While at OSU, Young has participated in demonstrations for the Jump Rope for Heart program, a national fundraising program co-sponsored by the American Heart Association and the American Alliance for Health, Physical Education, Recreation and Dance. Young said the opportunity to make a difference in others’ lives is more meaningful to him than competition.
“To me, that’s more rewarding than the actual competitive aspect of (jump rope) because you’re actually doing something good rather than just doing competition,” Young said.
Young, who grew up in Torrington, Conn., and is a former OSU cheerleader. He said he chose to quit cheerleading in order to continue pursuing jump rope while focusing on academics. Young is also an employee of OSU’s Department of Recreational Sports.
Young’s journey with jump rope will soon take him to Trinidad and Tobago, a Caribbean country located near Venezuela. Young has been hired as a consultant to the Trinidad and Tobago National Jump Rope Federation.

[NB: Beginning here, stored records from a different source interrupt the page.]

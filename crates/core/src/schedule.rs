//! # Slot Generation
//!
//! Candidate slots are recomputed on every read from a fixed rule: business
//! days × opening hours × horizon, laid out in the business timezone and
//! emitted as normalized UTC instants.
//!
//! The business timezone observes DST. Wall-clock times that do not exist on a
//! spring-forward day are skipped; wall-clock times that occur twice on a
//! fall-back day resolve to their first occurrence.

use std::str::FromStr;

use chrono::{DateTime, Datelike, Duration, NaiveDate, NaiveTime, TimeZone, Utc, Weekday};
use chrono_tz::Tz;
use eyre::{eyre, Result, WrapErr};

use crate::models::booking::SLOT_MINUTES;
use crate::normalize::normalize;

pub fn slot_length() -> Duration {
    Duration::minutes(SLOT_MINUTES)
}

/// Which business-local calendar days are offered for booking.
#[derive(Debug, Clone, Copy, PartialEq, Eq)]
pub enum Horizon {
    /// `n` consecutive days starting today.
    RollingDays(u32),
    /// Every day of the given month (1-12): this year's when it is the current
    /// or a later month, otherwise next year's.
    CalendarMonth(u32),
}

impl Horizon {
    pub fn days(&self, today: NaiveDate) -> Vec<NaiveDate> {
        match *self {
            Horizon::RollingDays(count) => today.iter_days().take(count as usize).collect(),
            Horizon::CalendarMonth(month) => {
                let year = if today.month() <= month {
                    today.year()
                } else {
                    today.year() + 1
                };
                let Some(first) = NaiveDate::from_ymd_opt(year, month, 1) else {
                    return Vec::new();
                };
                first
                    .iter_days()
                    .take_while(|day| day.month() == month)
                    .collect()
            }
        }
    }
}

impl FromStr for Horizon {
    type Err = eyre::Report;

    /// Accepts `days:<n>`, `month:<m>`, or a bare day count.
    fn from_str(raw: &str) -> Result<Self> {
        let raw = raw.trim().to_lowercase();
        let (kind, value) = raw.split_once(':').unwrap_or(("days", raw.as_str()));
        let value: u32 = value
            .trim()
            .parse()
            .wrap_err_with(|| format!("Invalid booking horizon value: {}", raw))?;

        match kind.trim() {
            "days" => Ok(Horizon::RollingDays(value)),
            "month" => Ok(Horizon::CalendarMonth(value)),
            other => Err(eyre!("Unknown booking horizon kind: {}", other)),
        }
    }
}

/// The rule candidate slots are generated from.
#[derive(Debug, Clone, PartialEq)]
pub struct SlotSchedule {
    timezone: Tz,
    opens: NaiveTime,
    closes: NaiveTime,
    days: Vec<Weekday>,
    horizon: Horizon,
}

impl SlotSchedule {
    pub fn new(
        timezone: Tz,
        opens: NaiveTime,
        closes: NaiveTime,
        days: Vec<Weekday>,
        horizon: Horizon,
    ) -> Result<Self> {
        if closes < opens {
            return Err(eyre!(
                "Closing time {} is before opening time {}",
                closes,
                opens
            ));
        }
        if (closes - opens).num_minutes() % SLOT_MINUTES != 0 {
            return Err(eyre!(
                "Opening hours {}-{} are not a whole number of {}-minute slots",
                opens,
                closes,
                SLOT_MINUTES
            ));
        }
        if days.is_empty() {
            return Err(eyre!("At least one business day is required"));
        }
        match horizon {
            Horizon::RollingDays(0) => return Err(eyre!("Booking horizon must cover at least one day")),
            Horizon::CalendarMonth(month) if !(1..=12).contains(&month) => {
                return Err(eyre!("Invalid horizon month: {}", month));
            }
            _ => {}
        }

        Ok(Self {
            timezone,
            opens,
            closes,
            days,
            horizon,
        })
    }

    pub fn timezone(&self) -> &Tz {
        &self.timezone
    }

    pub fn opens(&self) -> NaiveTime {
        self.opens
    }

    pub fn closes(&self) -> NaiveTime {
        self.closes
    }

    pub fn horizon(&self) -> Horizon {
        self.horizon
    }

    pub fn is_business_day(&self, weekday: Weekday) -> bool {
        self.days.contains(&weekday)
    }

    /// Slots on one business day; the last one starts at closing time.
    pub fn slots_per_day(&self) -> usize {
        ((self.closes - self.opens).num_minutes() / SLOT_MINUTES) as usize + 1
    }

    /// Ordered, duplicate-free candidate instants strictly after `now`.
    pub fn generate(&self, now: DateTime<Utc>) -> Vec<DateTime<Utc>> {
        let today = now.with_timezone(&self.timezone).date_naive();

        let mut slots: Vec<DateTime<Utc>> = self
            .horizon
            .days(today)
            .into_iter()
            .filter(|day| self.is_business_day(day.weekday()))
            .flat_map(|day| wall_clock_slots(&self.timezone, day, self.opens, self.closes))
            .filter(|slot| *slot > now)
            .collect();

        slots.sort_unstable();
        slots.dedup();
        slots
    }
}

impl Default for SlotSchedule {
    /// Europe/Amsterdam, 09:00-20:00 every day, 30 days ahead.
    fn default() -> Self {
        Self {
            timezone: chrono_tz::Europe::Amsterdam,
            opens: NaiveTime::from_hms_opt(9, 0, 0).unwrap_or_default(),
            closes: NaiveTime::from_hms_opt(20, 0, 0).unwrap_or_default(),
            days: ALL_WEEKDAYS.to_vec(),
            horizon: Horizon::RollingDays(30),
        }
    }
}

pub const ALL_WEEKDAYS: [Weekday; 7] = [
    Weekday::Mon,
    Weekday::Tue,
    Weekday::Wed,
    Weekday::Thu,
    Weekday::Fri,
    Weekday::Sat,
    Weekday::Sun,
];

/// Every slot start from `from` to `to` inclusive on `date`, in `timezone`.
pub fn wall_clock_slots(
    timezone: &Tz,
    date: NaiveDate,
    from: NaiveTime,
    to: NaiveTime,
) -> Vec<DateTime<Utc>> {
    let mut slots = Vec::new();
    let mut wall = date.and_time(from);
    let last = date.and_time(to);

    while wall <= last {
        if let Some(local) = timezone.from_local_datetime(&wall).earliest() {
            slots.push(normalize(&local));
        }
        wall += slot_length();
    }

    slots
}

pub fn parse_timezone(raw: &str) -> Result<Tz> {
    raw.trim()
        .parse::<Tz>()
        .map_err(|e| eyre!("Unknown timezone '{}': {}", raw, e))
}

/// Parses `HH:MM` business-local wall-clock time.
pub fn parse_wall_clock(raw: &str) -> Result<NaiveTime> {
    NaiveTime::parse_from_str(raw.trim(), "%H:%M")
        .wrap_err_with(|| format!("Invalid time of day '{}', expected HH:MM", raw))
}

/// Parses a comma-separated weekday list such as `mon,tue,wed`.
pub fn parse_weekdays(raw: &str) -> Result<Vec<Weekday>> {
    let mut days = Vec::new();
    for part in raw.split(',').map(str::trim).filter(|s| !s.is_empty()) {
        let day = part
            .parse::<Weekday>()
            .map_err(|_| eyre!("Invalid weekday '{}'", part))?;
        if !days.contains(&day) {
            days.push(day);
        }
    }
    Ok(days)
}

Brown, a native of Akron, Ohio, said medical school takes up most of his time, but he tries to remain involved with jump roping as much as possible.
“It’s been a great ride and it’s taken me all over the world,” Brown said. “I feel very blessed just to have all the opportunities, and to be able to work with kids. It’s a great way to just promote being healthy and just really impact people’s lives and be a good role model. There’s a lot of kids that look up to you.”